Making a child feel loved and important, not that we don't do that anyway, but lovebombing is a very focussed and full on for a short time.

Always does the trick when my kids are cranky.

shitholiday2018 · 08/10/2018 12:39

I use this term very differently. If my kids are having a tough time with friends, school or just growing up, I lovebomb them. This doesn’t mean spoiling them to me, though it may involve a treat sometimes, it’s a deliberate move to give them additional and obvious time, love, support and understanding to help them through that tough time. Doesn’t mean the rules slip, that’s never helpful.

I had thought my use was the ‘right’ use of the term. Could be wrong but as a parental tool I can tell you it works a treat. Things will always higbjacked by people who use them differently. Used as your friend, it’s not lovebombing, it’s permissive parenting under a different heading. And actually an unkindness to the child in the long run.

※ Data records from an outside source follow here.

/*!
# Indexed Min-Heap

A binary min-heap over dense `u32` keys that keeps the heap position of every
key, enabling `remove` and `change_priority` on arbitrary keys in `O(log n)`.

Two details are specific to the primal–dual matching engines:

- **Uniform adjustment**: [`PriorityQueue1::add_to_all`] shifts the priority
  of every stored key in `O(1)` through an internal offset. Dual adjustments
  touch every even/odd node, so this is the difference between `O(n)` and
  `O(1)` per adjustment.
- **Tie-break**: equal priorities are ordered by key, so the reported minimum
  is independent of insertion order.
*/

use std::ops::{Add, Sub};

use num::Zero;

const NO_POS: u32 = u32::MAX;

/// Indexed min-heap over dense `u32` keys with an additive offset.
///
/// # Examples
/// ```
/// use blossoms::queues::PriorityQueue1;
///
/// let mut pq: PriorityQueue1<i64> = PriorityQueue1::new(4);
/// pq.insert(0, 10);
/// pq.insert(3, 5);
/// pq.add_to_all(-2);
/// assert_eq!(pq.find_min(), Some((3, 3)));
/// pq.change_priority(0, 1);
/// assert_eq!(pq.find_min(), Some((0, 1)));
/// assert_eq!(pq.remove(3), Some(3));
/// ```
#[derive(Clone, Debug)]
pub struct PriorityQueue1<P> {
    /// `(stored priority, key)`; true priority is `stored + offset`.
    heap: Vec<(P, u32)>,
    /// Key to heap index, `NO_POS` when absent.
    pos: Vec<u32>,
    offset: P,
}

impl<P> PriorityQueue1<P>
where
    P: Copy + Ord + Zero + Add<Output = P> + Sub<Output = P>,
{
    /// Creates an empty queue for keys `0..key_space`.
    pub fn new(key_space: u32) -> Self {
        Self {
            heap: Vec::new(),
            pos: vec![NO_POS; key_space as usize],
            offset: P::zero(),
        }
    }

    /// Number of stored keys.
    #[inline(always)]
    pub fn len(&self) -> usize {
        self.heap.len()
    }

    /// Returns *true* if no key is stored.
    #[inline(always)]
    pub fn is_empty(&self) -> bool {
        self.heap.is_empty()
    }

    /// Returns *true* if `key` is stored.
    #[inline(always)]
    pub fn contains(&self, key: u32) -> bool {
        (key as usize) < self.pos.len() && self.pos[key as usize] != NO_POS
    }

    /// Removes all keys and resets the offset.
    pub fn clear(&mut self) {
        for &(_, k) in &self.heap {
            self.pos[k as usize] = NO_POS;
        }
        self.heap.clear();
        self.offset = P::zero();
    }

    /// Grows the key space to at least `key_space`.
    pub fn ensure_key_space(&mut self, key_space: u32) {
        if self.pos.len() < key_space as usize {
            self.pos.resize(key_space as usize, NO_POS);
        }
    }

    /// Inserts `key` with the given priority.
    ///
    /// # Panics
    /// Debug-asserts that `key` is not already stored.
    pub fn insert(&mut self, key: u32, priority: P) {
        self.ensure_key_space(key + 1);
        debug_assert!(!self.contains(key));

        let idx = self.heap.len() as u32;
        self.heap.push((priority - self.offset, key));
        self.pos[key as usize] = idx;
        self.sift_up(idx);
    }

    /// Current priority of `key`, if stored.
    pub fn priority_of(&self, key: u32) -> Option<P> {
        if !self.contains(key) {
            return None;
        }
        let (stored, _) = self.heap[self.pos[key as usize] as usize];
        Some(stored + self.offset)
    }

    /// Updates the priority of an existing key.
    pub fn change_priority(&mut self, key: u32, priority: P) {
        debug_assert!(self.contains(key));
        let idx = self.pos[key as usize];
        let stored = priority - self.offset;
        let old = self.heap[idx as usize].0;
        self.heap[idx as usize].0 = stored;
        if stored < old {
            self.sift_up(idx);
        } else {
            self.sift_down(idx);
        }
    }

    /// Removes `key`, returning its priority if it was stored.
    pub fn remove(&mut self, key: u32) -> Option<P> {
        if !self.contains(key) {
            return None;
        }
        let idx = self.pos[key as usize];
        let (stored, _) = self.heap[idx as usize];
        self.pos[key as usize] = NO_POS;

        let last = self.heap.pop().unwrap();
        if (idx as usize) < self.heap.len() {
            self.heap[idx as usize] = last;
            self.pos[last.1 as usize] = idx;
            self.sift_down(idx);
            self.sift_up(self.pos[last.1 as usize]);
        }
        Some(stored + self.offset)
    }

    /// Smallest `(key, priority)`, ties broken towards the smaller key.
    pub fn find_min(&self) -> Option<(u32, P)> {
        self.heap.first().map(|&(p, k)| (k, p + self.offset))
    }

    /// Removes and returns the minimum.
    pub fn pop_min(&mut self) -> Option<(u32, P)> {
        let (key, prio) = self.find_min()?;
        self.remove(key);
        Some((key, prio))
    }

    /// Adds `delta` to the priority of every stored key, in constant time.
    pub fn add_to_all(&mut self, delta: P) {
        self.offset = self.offset + delta;
    }

    #[inline(always)]
    fn less(&self, a: u32, b: u32) -> bool {
        let (pa, ka) = self.heap[a as usize];
        let (pb, kb) = self.heap[b as usize];
        (pa, ka) < (pb, kb)
    }

    fn swap(&mut self, a: u32, b: u32) {
        self.heap.swap(a as usize, b as usize);
        self.pos[self.heap[a as usize].1 as usize] = a;
        self.pos[self.heap[b as usize].1 as usize] = b;
    }

    fn sift_up(&mut self, mut idx: u32) {
        while idx > 0 {
            let parent = (idx - 1) / 2;
            if !self.less(idx, parent) {
                break;
            }
            self.swap(idx, parent);
            idx = parent;
        }
    }

    fn sift_down(&mut self, mut idx: u32) {
        loop {
            let mut smallest = idx;
            for child in [2 * idx + 1, 2 * idx + 2] {
                if (child as usize) < self.heap.len() && self.less(child, smallest) {
                    smallest = child;
                }
            }
            if smallest == idx {
                return;
            }
            self.swap(idx, smallest);
            idx = smallest;
        }
    }
}

#[cfg(test)]
mod tests {
    use super::*;
    use itertools::Itertools;
    use rand::{Rng, SeedableRng};
    use rand_pcg::Pcg64Mcg;

    #[test]
    fn min_respects_offset() {
        let mut pq: PriorityQueue1<i64> = PriorityQueue1::new(8);
        pq.insert(1, 10);
        pq.insert(2, 4);
        assert_eq!(pq.find_min(), Some((2, 4)));

        pq.add_to_all(-4);
        assert_eq!(pq.find_min(), Some((2, 0)));
        assert_eq!(pq.priority_of(1), Some(6));

        // keys inserted after the shift see the same frame of reference
        pq.insert(3, 1);
        assert_eq!(pq.pop_min(), Some((2, 0)));
        assert_eq!(pq.pop_min(), Some((3, 1)));
        assert_eq!(pq.pop_min(), Some((1, 6)));
        assert!(pq.is_empty());
    }

    #[test]
    fn equal_priorities_prefer_smaller_key() {
        let mut pq: PriorityQueue1<i64> = PriorityQueue1::new(8);
        for key in [5, 1, 7, 3] {
            pq.insert(key, 42);
        }
        assert_eq!(pq.pop_min(), Some((1, 42)));
        assert_eq!(pq.pop_min(), Some((3, 42)));
    }

    #[test]
    fn randomized_against_naive_model() {
        let rng = &mut Pcg64Mcg::seed_from_u64(123);
        let key_space = 64u32;

        let mut pq: PriorityQueue1<i64> = PriorityQueue1::new(key_space);
        let mut model: Vec<Option<i64>> = vec![None; key_space as usize];

        for _ in 0..2000 {
            let key = rng.random_range(0..key_space);
            match rng.random_range(0..5) {
                0 | 1 => {
                    let prio = rng.random_range(-100..100);
                    if model[key as usize].is_none() {
                        pq.insert(key, prio);
                        model[key as usize] = Some(prio);
                    } else {
                        pq.change_priority(key, prio);
                        model[key as usize] = Some(prio);
                    }
                }
                2 => {
                    assert_eq!(pq.remove(key), model[key as usize].take());
                }
                3 => {
                    let delta = rng.random_range(-10..10);
                    pq.add_to_all(delta);
                    model.iter_mut().flatten().for_each(|p| *p += delta);
                }
                _ => {
                    let expected = model
                        .iter()
                        .enumerate()
                        .filter_map(|(k, p)| p.map(|p| (p, k as u32)))
                        .min()
                        .map(|(p, k)| (k, p));
                    assert_eq!(pq.find_min(), expected);
                }
            }

            assert_eq!(pq.len(), model.iter().flatten().count());
        }

        let mut drained = Vec::new();
        while let Some((k, p)) = pq.pop_min() {
            drained.push((p, k));
        }
        let expected = model
            .iter()
            .enumerate()
            .filter_map(|(k, p)| p.map(|p| (p, k as u32)))
            .sorted()
            .collect_vec();
        assert_eq!(drained, expected);
    }
}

HopefullyAnonymous · 08/10/2018 12:40

I do understand what lovebombing is supposed to be, that’s sort of my point! I’m just tired of seeing a lack of parenting explained away under the guise of some sort of child psychology! I accept that my frustration with SIL probably colours my view!

OP posts:
KurriKurri · 08/10/2018 12:42

Sorry - I failed to provide a link to the article I mentioned


Aeroflotgirl · 08/10/2018 12:43

She is not lovebombing, but practising lazy parenting, very easy to say yes, harder to say no. She is going to raise one hell of a teen that she cannot handle and people hate to be around. I would not be looking after her anymore, and would limit my contact with them.

Aeroflotgirl · 08/10/2018 12:43

If she asks why, just say you do not practise her version of lovebombing at home.

steppemum · 08/10/2018 12:44

your SIL really doesn't gte the concept of love bombing.

It is about giving a child a chunk of focused attention. Not focused shopping/toys/gifts.
It is about creating a space where they feel loved, so that they can deal with whatever is causing them to kick off.
It is about love.
Love has nothing at all to do with being spoilt
Love has nothing at all to do with gifts/toys/material goods.

Love has everything to do with safe boundaries.

stellabird · 08/10/2018 12:44

My DD is an adult now, but I do remember "lovebombing " her as a child. She was a very prickly child who was difficult to connect with. When she was being extra problematic I would wrap my arms around her and give her lots of hugs ( even though she didn't want it ). I sort of forced my love onto her, until she would unfreeze and let the love in.

I didn't spoil her at all - I just "bombed her with love" to make sure she knew she was totally loved. The suggestion that lovebombing equals spoiling, is totally wrong.

steppemum · 08/10/2018 12:46

every time she does #lovebombing, I would write back #permissive parenting/ #lazy parents / #spoilt kids

And if she says don't tell my dd off, then say, sorry, my house my rules. If you don't like it, then she doesn't visit. In our house a child who draws on the walls gets told off.

Snowymountainsalways · 08/10/2018 12:48

I 'love bomb' my children. I absolutely hate the term too, but I fully support the idea and it works.

It is as much time as you have spare (up to a couple of days) of pure one to one time with your child and only your child. You love them, listen to them and make time and space just for them. It is singularly the most wonderful thing you can do with your child. We often camp or spend a night in an old caravan. It is very good for the child esp one with issues of any kind or even if they haven't.

The feeling bonding and being close is great.